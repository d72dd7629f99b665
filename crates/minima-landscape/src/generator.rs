//! Produces the sequence of hidden functions for a game.

use crate::{Difficulty, Dimension, Domain, HiddenFunction, SeedRng};

/// Round seeds are drawn from `[0, 2^31)`.
const SEED_BITS: u32 = 31;

/// Generates one [`HiddenFunction`] per round.
///
/// Round seeds come from an internal deterministic stream, so a generator
/// built with an explicit base seed reproduces a whole game.
#[derive(Debug, Clone)]
pub struct FunctionGenerator {
    dim: Dimension,
    difficulty: Difficulty,
    domain: Domain,
    base_seed: u64,
    rng: SeedRng,
}

impl FunctionGenerator {
    /// Creates a generator. `None` draws the base seed from OS entropy.
    pub fn new(
        dim: Dimension,
        difficulty: Difficulty,
        domain: Domain,
        base_seed: Option<u64>,
    ) -> Self {
        let base_seed = base_seed.unwrap_or_else(rand::random);
        tracing::debug!(base_seed, %dim, %difficulty, "function generator ready");
        Self {
            dim,
            difficulty,
            domain,
            base_seed,
            rng: SeedRng::new(base_seed),
        }
    }

    /// Next derived round seed.
    pub fn next_seed(&mut self) -> u64 {
        self.rng.next_u64() >> (64 - SEED_BITS)
    }

    /// Builds a function from `seed`, or from the next derived seed.
    pub fn generate(&mut self, seed: Option<u64>) -> HiddenFunction {
        let seed = seed.unwrap_or_else(|| self.next_seed());
        HiddenFunction::generate(seed, self.difficulty, self.domain, self.dim)
    }

    /// `rounds` functions with derived seeds.
    pub fn generate_rounds(&mut self, rounds: usize) -> Vec<HiddenFunction> {
        (0..rounds).map(|_| self.generate(None)).collect()
    }

    pub fn base_seed(&self) -> u64 {
        self.base_seed
    }

    pub fn dimension(&self) -> Dimension {
        self.dim
    }

    pub fn difficulty(&self) -> Difficulty {
        self.difficulty
    }

    pub fn domain(&self) -> Domain {
        self.domain
    }
}
//! Error types for the session layer.

use minima_protocol::PlayerId;

/// Errors that can occur while tracking connected players.
#[derive(Debug, Clone, PartialEq, thiserror::Error)]
pub enum SessionError {
    /// Another connected player already uses this name.
    #[error("username {0:?} is already taken")]
    NameTaken(String),

    /// The name is empty, too long, or contains a reserved character.
    #[error("invalid username {0:?}")]
    InvalidName(String),

    /// No session exists for the given player.
    #[error("session not found for player {0}")]
    NotFound(PlayerId),

    /// The player already has a session.
    #[error("player {0} already has an active session")]
    AlreadyConnected(PlayerId),

    /// The player's outbound queue is full; the message was dropped.
    #[error("outbound queue full for player {0}")]
    Overflow(PlayerId),

    /// The player's outbound queue has no receiver any more.
    #[error("outbound queue closed for player {0}")]
    Closed(PlayerId),

    /// The server is at its connection limit.
    #[error("server full ({0} connections)")]
    Full(usize),
}
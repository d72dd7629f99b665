//! Transport abstraction layer for Minima.
//!
//! Provides the [`Transport`] and [`Connection`] traits and a TCP
//! implementation that frames messages as newline-terminated lines.

#![allow(async_fn_in_trait)]

mod error;
mod tcp;

pub use error::TransportError;
pub use tcp::{DEFAULT_MAX_LINE, TcpConnection, TcpTransport};

use std::fmt;

/// Opaque identifier for a connection.
#[derive(Debug, Clone, Copy, PartialEq, Eq, Hash)]
pub struct ConnectionId(u64);

impl ConnectionId {
    /// Creates a new `ConnectionId` from a raw `u64`.
    pub fn new(id: u64) -> Self {
        Self(id)
    }

    /// Returns the underlying `u64` value.
    pub fn into_inner(self) -> u64 {
        self.0
    }
}

impl fmt::Display for ConnectionId {
    fn fmt(&self, f: &mut fmt::Formatter<'_>) -> fmt::Result {
        write!(f, "conn-{}", self.0)
    }
}

/// Accepts new incoming connections.
pub trait Transport: Send + Sync + 'static {
    /// The connection type produced by this transport.
    type Connection: Connection;
    /// The error type for transport operations.
    type Error: std::error::Error + Send + Sync;

    /// Waits for and accepts the next incoming connection.
    async fn accept(&mut self) -> Result<Self::Connection, Self::Error>;
}

/// A single connection that exchanges whole messages.
pub trait Connection: Send + Sync + 'static {
    /// The error type for connection operations.
    type Error: std::error::Error + Send + Sync;

    /// Sends one framed message to the remote peer.
    async fn send(&self, data: &[u8]) -> Result<(), Self::Error>;

    /// Receives the next message from the remote peer.
    ///
    /// Returns `Ok(None)` when the connection is cleanly closed.
    async fn recv(&self) -> Result<Option<Vec<u8>>, Self::Error>;

    /// Closes the write side of the connection.
    async fn close(&self) -> Result<(), Self::Error>;

    /// Returns the unique identifier for this connection.
    fn id(&self) -> ConnectionId;
}

#[cfg(test)]
mod tests {
    use super::*;

    #[test]
    fn test_connection_id_new_and_into_inner() {
        let id = ConnectionId::new(42);
        assert_eq!(id.into_inner(), 42);
    }

    #[test]
    fn test_connection_id_display() {
        let id = ConnectionId::new(7);
        assert_eq!(id.to_string(), "conn-7");
    }

    #[test]
    fn test_connection_id_hash_works_as_map_key() {
        use std::collections::HashMap;
        let mut map = HashMap::new();
        map.insert(ConnectionId::new(1), "alice");
        map.insert(ConnectionId::new(2), "bob");
        assert_eq!(map[&ConnectionId::new(1)], "alice");
    }
}
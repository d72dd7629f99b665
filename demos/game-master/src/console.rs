//! Operator console commands.

use std::str::FromStr;

use minima::prelude::*;

pub const HELP: &str = "\
commands:
  start [dim] [difficulty] [rounds] [steps] [radius]
  advance | reveal | finish
  reset [keep]
  players | status | standings | minimum
  help | quit";

/// One line typed at the console.
#[derive(Debug, Clone, PartialEq)]
pub enum Command {
    Start(GameSettings),
    Advance,
    Reveal,
    Finish,
    Reset { keep: bool },
    Players,
    Status,
    Standings,
    Minimum,
    Help,
    Quit,
}

impl FromStr for Command {
    type Err = String;

    fn from_str(line: &str) -> Result<Self, Self::Err> {
        let mut args = line.split_whitespace();
        let Some(word) = args.next() else {
            return Err("empty command".into());
        };
        let command = match word.to_ascii_lowercase().as_str() {
            "start" => Self::Start(parse_settings(args.by_ref())?),
            "advance" | "next" => Self::Advance,
            "reveal" => Self::Reveal,
            "finish" => Self::Finish,
            "reset" => match args.next() {
                None => Self::Reset { keep: false },
                Some("keep") => Self::Reset { keep: true },
                Some(other) => return Err(format!("reset takes `keep`, got {other:?}")),
            },
            "players" => Self::Players,
            "status" => Self::Status,
            "standings" | "leaderboard" => Self::Standings,
            "minimum" => Self::Minimum,
            "help" | "?" => Self::Help,
            "quit" | "exit" => Self::Quit,
            other => return Err(format!("unknown command {other:?}, try `help`")),
        };
        if let Some(extra) = args.next() {
            return Err(format!("unexpected argument {extra:?}"));
        }
        Ok(command)
    }
}

/// Positional overrides on top of the default settings.
fn parse_settings<'a>(args: &mut impl Iterator<Item = &'a str>) -> Result<GameSettings, String> {
    let mut settings = GameSettings::default();
    if let Some(dim) = args.next() {
        settings.dim = dim.parse().map_err(|e| format!("{e}"))?;
    }
    if let Some(difficulty) = args.next() {
        settings.difficulty = difficulty.parse().map_err(|e| format!("{e}"))?;
    }
    if let Some(rounds) = args.next() {
        settings.rounds = rounds.parse().map_err(|_| format!("bad round count {rounds:?}"))?;
    }
    if let Some(steps) = args.next() {
        settings.steps = steps.parse().map_err(|_| format!("bad step count {steps:?}"))?;
    }
    if let Some(radius) = args.next() {
        settings.reveal_radius = radius.parse().map_err(|_| format!("bad radius {radius:?}"))?;
    }
    Ok(settings)
}

#[cfg(test)]
mod tests {
    use super::*;

    #[test]
    fn test_start_defaults() {
        assert_eq!("start".parse(), Ok(Command::Start(GameSettings::default())));
    }

    #[test]
    fn test_start_with_overrides() {
        let Ok(Command::Start(settings)) = "start 2 hard 3 20 1.5".parse::<Command>() else {
            panic!("expected start");
        };
        assert_eq!(settings.dim, Dimension::Two);
        assert_eq!(settings.difficulty, Difficulty::Hard);
        assert_eq!(settings.rounds, 3);
        assert_eq!(settings.steps, 20);
        assert_eq!(settings.reveal_radius, 1.5);
    }

    #[test]
    fn test_start_rejects_bad_values() {
        assert!("start 3".parse::<Command>().is_err());
        assert!("start 1 brutal".parse::<Command>().is_err());
        assert!("start 1 easy many".parse::<Command>().is_err());
        assert!("start 1 easy 1 1 1 extra".parse::<Command>().is_err());
    }

    #[test]
    fn test_reset_variants() {
        assert_eq!("reset".parse(), Ok(Command::Reset { keep: false }));
        assert_eq!("reset keep".parse(), Ok(Command::Reset { keep: true }));
        assert!("reset all".parse::<Command>().is_err());
    }

    #[test]
    fn test_simple_commands() {
        assert_eq!("ADVANCE".parse(), Ok(Command::Advance));
        assert_eq!("finish".parse(), Ok(Command::Finish));
        assert_eq!("standings".parse(), Ok(Command::Standings));
        assert!("".parse::<Command>().is_err());
        assert!("dance".parse::<Command>().is_err());
    }
}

Exercise directions -
Transcribe verbatim. Cover the lines from the first line of the entries above to the line containing "so a generator", inclusive.

Answer space -
repository d72dd7629f99b665
filename crates/minima-landscape/src/generator.rs
//! Produces the sequence of hidden functions for a game.

use crate::{Difficulty, Dimension, Domain, HiddenFunction, SeedRng};

/// Round seeds are drawn from `[0, 2^31)`.
const SEED_BITS: u32 = 31;

/// Generates one [`HiddenFunction`] per round.
///
/// Round seeds come from an internal deterministic stream, so a generator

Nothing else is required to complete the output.